村を出たときから持っていて裏切った仲間が旅の中盤の頃から後ろから魔法をフレンドリーファイアーしてきたがこのマントのお陰で全然効かなかった、リュックは収納魔法の目眩ましである。
「ばあちゃんもありがとう」
「サニカさんありがとう!」
「腕に縒りを掛けて作ったからね」
「じいちゃんとばあちゃんも宴会場に行こう」
「皆ね宴を始めてルトラウスさんたちを待ってるよ」
「カリスとマグナもう出来上がってるな…俺はカリスたちの方に行ってくるか」
「この宴の主役はティルクスとミストルなんだから…私たちも行こうか」
ばあちゃんとミストルと一緒に宴の中心に向かって夜遅くまで騒いで楽しんだ、途中でラセスとセルクシアとルノカを呼び出して美味しい食べ物をたくさん食べさせて満足させて宴に使ったものを片付けた。
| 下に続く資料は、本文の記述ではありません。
// Copyright 2025 coScene
//
// Licensed under the Apache License, Version 2.0 (the "License");
// you may not use this file except in compliance with the License.
// You may obtain a copy of the License at
//
//     http://www.apache.org/licenses/LICENSE-2.0
//
// Unless required by applicable law or agreed to in writing, software
// distributed under the License is distributed on an "AS IS" BASIS,
// WITHOUT WARRANTIES OR CONDITIONS OF ANY KIND, either express or implied.
// See the License for the specific language governing permissions and
// limitations under the License.

// Volatile in-memory backend. Positions are insertion sequence numbers.

use super::backend::{RecordStore, Recovery};
use crate::error::{Result, StoreError};
use crate::record::{CaptureRecord, RecordId, UNASSIGNED_ID};
use async_trait::async_trait;
use dashmap::mapref::entry::Entry;
use dashmap::DashMap;
use std::sync::atomic::{AtomicU64, Ordering};
use tracing::debug;

#[derive(Default)]
pub struct MemoryBackend {
    records: DashMap<RecordId, (u64, CaptureRecord)>,
    sequence: AtomicU64,
    next_id: AtomicU64,
}

impl MemoryBackend {
    pub fn new() -> Self {
        Self {
            records: DashMap::new(),
            sequence: AtomicU64::new(0),
            next_id: AtomicU64::new(1),
        }
    }
}

#[async_trait]
impl RecordStore for MemoryBackend {
    async fn initialize(&self) -> Result<()> {
        Ok(())
    }

    async fn recover(&self, from_position: u64) -> Result<Recovery> {
        let mut located: Vec<(u64, crate::record::IndexEntry)> = self
            .records
            .iter()
            .filter(|r| r.value().0 >= from_position)
            .map(|r| (r.value().0, r.value().1.index_entry()))
            .collect();
        located.sort_by_key(|(seq, _)| *seq);

        Ok(Recovery {
            entries: located.into_iter().map(|(_, e)| e).collect(),
            records: self.records.len(),
            position: self.position(),
            truncated_bytes: 0,
            max_id: self.records.iter().map(|r| *r.key()).max().unwrap_or(0),
        })
    }

    fn allocate_id(&self) -> RecordId {
        // A default-constructed backend starts at 0, which is reserved
        self.next_id.fetch_max(1, Ordering::AcqRel);
        self.next_id.fetch_add(1, Ordering::AcqRel)
    }

    async fn put(&self, mut record: CaptureRecord) -> Result<RecordId> {
        if record.id == UNASSIGNED_ID {
            record.id = self.allocate_id();
        }
        let id = record.id;
        match self.records.entry(id) {
            Entry::Occupied(_) => Ok(id),
            Entry::Vacant(slot) => {
                let seq = self.sequence.fetch_add(1, Ordering::AcqRel);
                slot.insert((seq, record));
                self.next_id.fetch_max(id + 1, Ordering::AcqRel);
                debug!("Stored record {} at sequence {}", id, seq);
                Ok(id)
            }
        }
    }

    async fn get(&self, id: RecordId) -> Result<CaptureRecord> {
        self.records
            .get(&id)
            .map(|r| r.value().1.clone())
            .ok_or(StoreError::NotFound(id))
    }

    fn contains(&self, id: RecordId) -> bool {
        self.records.contains_key(&id)
    }

    async fn flush(&self) -> Result<()> {
        Ok(())
    }

    fn position(&self) -> u64 {
        self.sequence.load(Ordering::Acquire)
    }

    fn len(&self) -> usize {
        self.records.len()
    }

    async fn health_check(&self) -> Result<bool> {
        Ok(true)
    }

    fn backend_type(&self) -> &str {
        "memory"
    }
}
酔いが回ったテムル兄さんやカリス村長たちを酒に強いばあちゃんとじいちゃんとオレとアルーヴさんとシカナさんで回収してさらに村の重要な物を皆で使うカゴに何故か回収してから、ばあちゃんの持ち運びの出来る二軒目の家をばあちゃんが村の中心に出して、村人全員それぞれの部屋に寝かせ、ばあちゃんの魔法で二軒目の家の全ての窓とドア閉めてそれぞれの部屋に向かって寝た。